■ What to produce
All lines below containing "SubStatement" are to be listed.

======== Dataset extract ========

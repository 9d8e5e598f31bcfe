//! Statement Query Engine
//!
//! A chainable query over xAPI statements:
//!
//! - **AST**: query directives and the builder
//! - **Path**: dotted-path access into the statement graph
//! - **Pipeline**: filter, group, sort, limit, project and aggregate
//! - **Executor**: run queries against a cached statement store
//!
//! # Directives
//!
//! ```text
//! filter(conditions)   AND across calls and within a set
//! since(instant)       timestamp >= instant
//! group(path[, period])
//! order(key, asc|desc) key is a path, or count/average for grouped results
//! limit(n)
//! select(path) / distinct()
//! ```
//!
//! # Examples
//!
//! ```rust,ignore
//! use xapi_lens::query::{Conditions, Count, Direction, Query, QueryExecutor};
//!
//! // Who completed the most activities?
//! let query = Query::filter(Conditions::new().verb("completed"))
//!     .verbs(Arc::new(AdlVerbs))
//!     .group("actor.name")
//!     .order("count", Direction::Desc)
//!     .limit(1)
//!     .build();
//!
//! let top = executor.count(&query, &Count::rows()).await?;
//!
//! // Weekly average score
//! let query = Query::all().group_by_period("timestamp", Period::Week).build();
//! let weekly = executor.average(&query, "result.score.scaled").await?;
//! ```

mod ast;
mod error;
mod executor;
mod path;
mod pipeline;
mod verbs;

pub use ast::{
    Condition, Conditions, Count, Direction, Grouping, IntoInstant, Order, Period, Query,
    QueryBuilder, SortKey,
};
pub use error::{QueryError, QueryResult};
pub use executor::QueryExecutor;
pub use path::{resolve, FieldPath, FieldValue};
pub use pipeline::{Aggregate, GroupKey};
pub use verbs::{AdlVerbs, IdentityVerbs, ProfileVerbs, VerbResolver};
impl<'a> Node<'a> {
    fn child(self, segment: &str) -> Option<Node<'a>> {
        let name = snake_case(segment);
        let name = name.as_ref();

        match self {
            Node::Statement(s) => match name {
                "id" => s.id.map(|id| leaf(FieldValue::Text(id.to_string()))),
                "actor" => Some(Node::Actor(&s.actor)),
                "verb" => Some(Node::Verb(&s.verb)),
                "object" => Some(Node::Object(&s.object)),
                "result" => s.result.as_ref().map(Node::Outcome),
                "context" => s.context.as_ref().map(Node::Context),
                "timestamp" => time(&s.timestamp),
                "stored" => time(&s.stored),
                "authority" => s.authority.as_ref().map(Node::Actor),
                "version" => text(&s.version),
                "voided" => flag(s.voided),
                "attachments" => s.attachments.as_deref().map(Node::Attachments),
                _ => None,
            },
            Node::SubStatement(s) => match name {
                "actor" => Some(Node::Actor(&s.actor)),
                "verb" => Some(Node::Verb(&s.verb)),
                "object" => Some(Node::Object(&s.object)),
                "result" => s.result.as_ref().map(Node::Outcome),
                "context" => s.context.as_ref().map(Node::Context),
                "timestamp" => time(&s.timestamp),
                "attachments" => s.attachments.as_deref().map(Node::Attachments),
                "object_type" => Some(leaf(FieldValue::Text("SubStatement".into()))),
                _ => None,
            },
            Node::Actor(actor) => match (name, actor) {
                ("object_type", _) => Some(leaf(FieldValue::Text(actor.object_type().into()))),
                (_, Actor::Agent(agent)) => Node::Agent(agent).child(name),
                (_, Actor::Group(group)) => Node::Group(group).child(name),
            },
            Node::Agent(agent) => match name {
                "name" => text(&agent.name),
                "mbox" => text(&agent.mbox),
                "mbox_sha1sum" => text(&agent.mbox_sha1sum),
                "openid" => text(&agent.openid),
                "account" => agent.account.as_ref().map(Node::Account),
                "object_type" => Some(leaf(FieldValue::Text("Agent".into()))),
                _ => None,
            },
            Node::Group(group) => match name {
                "name" => text(&group.name),
                "member" => Some(Node::Agents(&group.member)),
                "mbox" => text(&group.mbox),
                "mbox_sha1sum" => text(&group.mbox_sha1sum),
                "openid" => text(&group.openid),
                "account" => group.account.as_ref().map(Node::Account),
                "object_type" => Some(leaf(FieldValue::Text("Group".into()))),
                _ => None,
            },
            Node::Account(account) => match name {
                "home_page" => Some(leaf(FieldValue::Text(account.home_page.clone()))),
                "name" => Some(leaf(FieldValue::Text(account.name.clone()))),
                _ => None,
            },
            Node::Verb(verb) => match name {
                "id" => Some(leaf(FieldValue::Text(verb.id.clone()))),
                "display" => verb.display.as_ref().map(Node::Texts),
                _ => None,
            },
            Node::Object(object) => match (name, object) {
                ("object_type", _) => Some(leaf(FieldValue::Text(object.object_type().into()))),
                (_, StatementObject::Activity(activity)) => Node::Activity(activity).child(name),
                (_, StatementObject::Agent(agent)) => Node::Agent(agent).child(name),
                (_, StatementObject::Group(group)) => Node::Group(group).child(name),
                (_, StatementObject::StatementRef(r)) => Node::StatementRef(r).child(name),
                (_, StatementObject::SubStatement(sub)) => Node::SubStatement(sub).child(name),
            },
            Node::Activity(activity) => match name {
                "id" => Some(leaf(FieldValue::Text(activity.id.clone()))),
                "definition" => activity.definition.as_ref().map(Node::Definition),
                "object_type" => Some(leaf(FieldValue::Text("Activity".into()))),
                _ => None,
            },
            Node::Definition(def) => match name {
                "name" => def.name.as_ref().map(Node::Texts),
                "description" => def.description.as_ref().map(Node::Texts),
                "type" => text(&def.activity_type),
                "more_info" => text(&def.more_info),
                "interaction_type" => def
                    .interaction_type
                    .map(|kind| leaf(FieldValue::Text(kind.as_str().into()))),
                "correct_responses_pattern" => def
                    .correct_responses_pattern
                    .as_ref()
                    .map(|pattern| leaf(json_of(pattern))),
                "extensions" => def.extensions.as_ref().map(Node::Extensions),
                other => def.components(other).map(Node::Components),
            },
            Node::Component(component) => match name {
                "id" => Some(leaf(FieldValue::Text(component.id.clone()))),
                "description" => component.description.as_ref().map(Node::Texts),
                _ => None,
            },
            Node::StatementRef(r) => match name {
                "id" => Some(leaf(FieldValue::Text(r.id.to_string()))),
                "object_type" => Some(leaf(FieldValue::Text("StatementRef".into()))),
                _ => None,
            },
            Node::Outcome(outcome) => match name {
                "score" => outcome.score.as_ref().map(Node::Score),
                "success" => flag(outcome.success),
                "completion" => flag(outcome.completion),
                "response" => text(&outcome.response),
                "duration" => outcome
                    .duration
                    .as_ref()
                    .map(|d| leaf(FieldValue::Duration(d.clone()))),
                "extensions" => outcome.extensions.as_ref().map(Node::Extensions),
                _ => None,
            },
            Node::Score(score) => match name {
                "scaled" => number(score.scaled.as_ref().and_then(Number::as_f64)),
                "raw" => number(score.raw.as_ref().and_then(Number::as_f64)),
                "min" => number(score.min.as_ref().and_then(Number::as_f64)),
                "max" => number(score.max.as_ref().and_then(Number::as_f64)),
                _ => None,
            },
            Node::Context(context) => match name {
                "registration" => context
                    .registration
                    .map(|id| leaf(FieldValue::Text(id.to_string()))),
                "instructor" => context.instructor.as_ref().map(Node::Actor),
                "team" => context.team.as_ref().map(Node::Actor),
                "context_activities" => context.context_activities.as_ref().map(Node::ContextActivities),
                "revision" => text(&context.revision),
                "platform" => text(&context.platform),
                "language" => text(&context.language),
                "statement" => context.statement.as_ref().map(Node::StatementRef),
                "extensions" => context.extensions.as_ref().map(Node::Extensions),
                _ => None,
            },
            Node::ContextActivities(activities) => activities.list(name).map(Node::Activities),
            Node::Attachment(attachment) => match name {
                "usage_type" => Some(leaf(FieldValue::Text(attachment.usage_type.clone()))),
                "display" => Some(Node::Texts(&attachment.display)),
                "description" => attachment.description.as_ref().map(Node::Texts),
                "content_type" => Some(leaf(FieldValue::Text(attachment.content_type.clone()))),
                "length" => Some(leaf(FieldValue::Number(attachment.length as f64))),
                "sha2" => Some(leaf(FieldValue::Text(attachment.sha2.clone()))),
                "file_url" => text(&attachment.file_url),
                _ => None,
            },
            Node::Activities(list) => index(list, segment).map(Node::Activity),
            Node::Agents(list) => index(list, segment).map(Node::Agent),
            Node::Attachments(list) => index(list, segment).map(Node::Attachment),
            Node::Components(list) => index(list, segment).map(Node::Component),
            // Extension keys, locale tags and raw JSON keys are taken verbatim
            Node::Extensions(extensions) => extensions.get(segment).map(Node::Json),
            Node::Texts(map) => map.get(segment).map(|s| leaf(FieldValue::Text(s.to_string()))),
            Node::Json(value) => match value {
                Value::Object(object) => object.get(segment).map(Node::Json),
                Value::Array(list) => index(list, segment).map(Node::Json),
                _ => None,
            },
            Node::Leaf(_) => None,
        }
    }

    fn into_value(self) -> FieldValue {
        match self {
            Node::Leaf(value) => value,
            Node::Texts(map) => FieldValue::Texts(map.clone()),
            Node::Json(value) => FieldValue::from_json(value),
            Node::Statement(s) => json_of(s),
            Node::SubStatement(s) => json_of(s),
            Node::Actor(a) => json_of(a),
            Node::Agent(a) => json_of(a),
            Node::Group(g) => json_of(g),
            Node::Account(a) => json_of(a),
            Node::Verb(v) => json_of(v),
            Node::Object(o) => json_of(o),
            Node::Activity(a) => json_of(a),
            Node::Definition(d) => json_of(d),
            Node::Component(c) => json_of(c),
            Node::StatementRef(r) => json_of(r),
            Node::Outcome(o) => json_of(o),
            Node::Score(s) => json_of(s),
            Node::Context(c) => json_of(c),
            Node::ContextActivities(c) => json_of(c),
            Node::Attachment(a) => json_of(a),
            Node::Activities(list) => json_of(&list),
            Node::Agents(list) => json_of(&list),
            Node::Attachments(list) => json_of(&list),
            Node::Components(list) => json_of(&list),
            Node::Extensions(e) => json_of(e),
        }
    }
}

========

■ Written answer
            Node::SubStatement(s) => match name {
                "object_type" => Some(leaf(FieldValue::Text("SubStatement".into()))),
                (_, StatementObject::SubStatement(sub)) => Node::SubStatement(sub).child(name),
            Node::SubStatement(s) => json_of(s),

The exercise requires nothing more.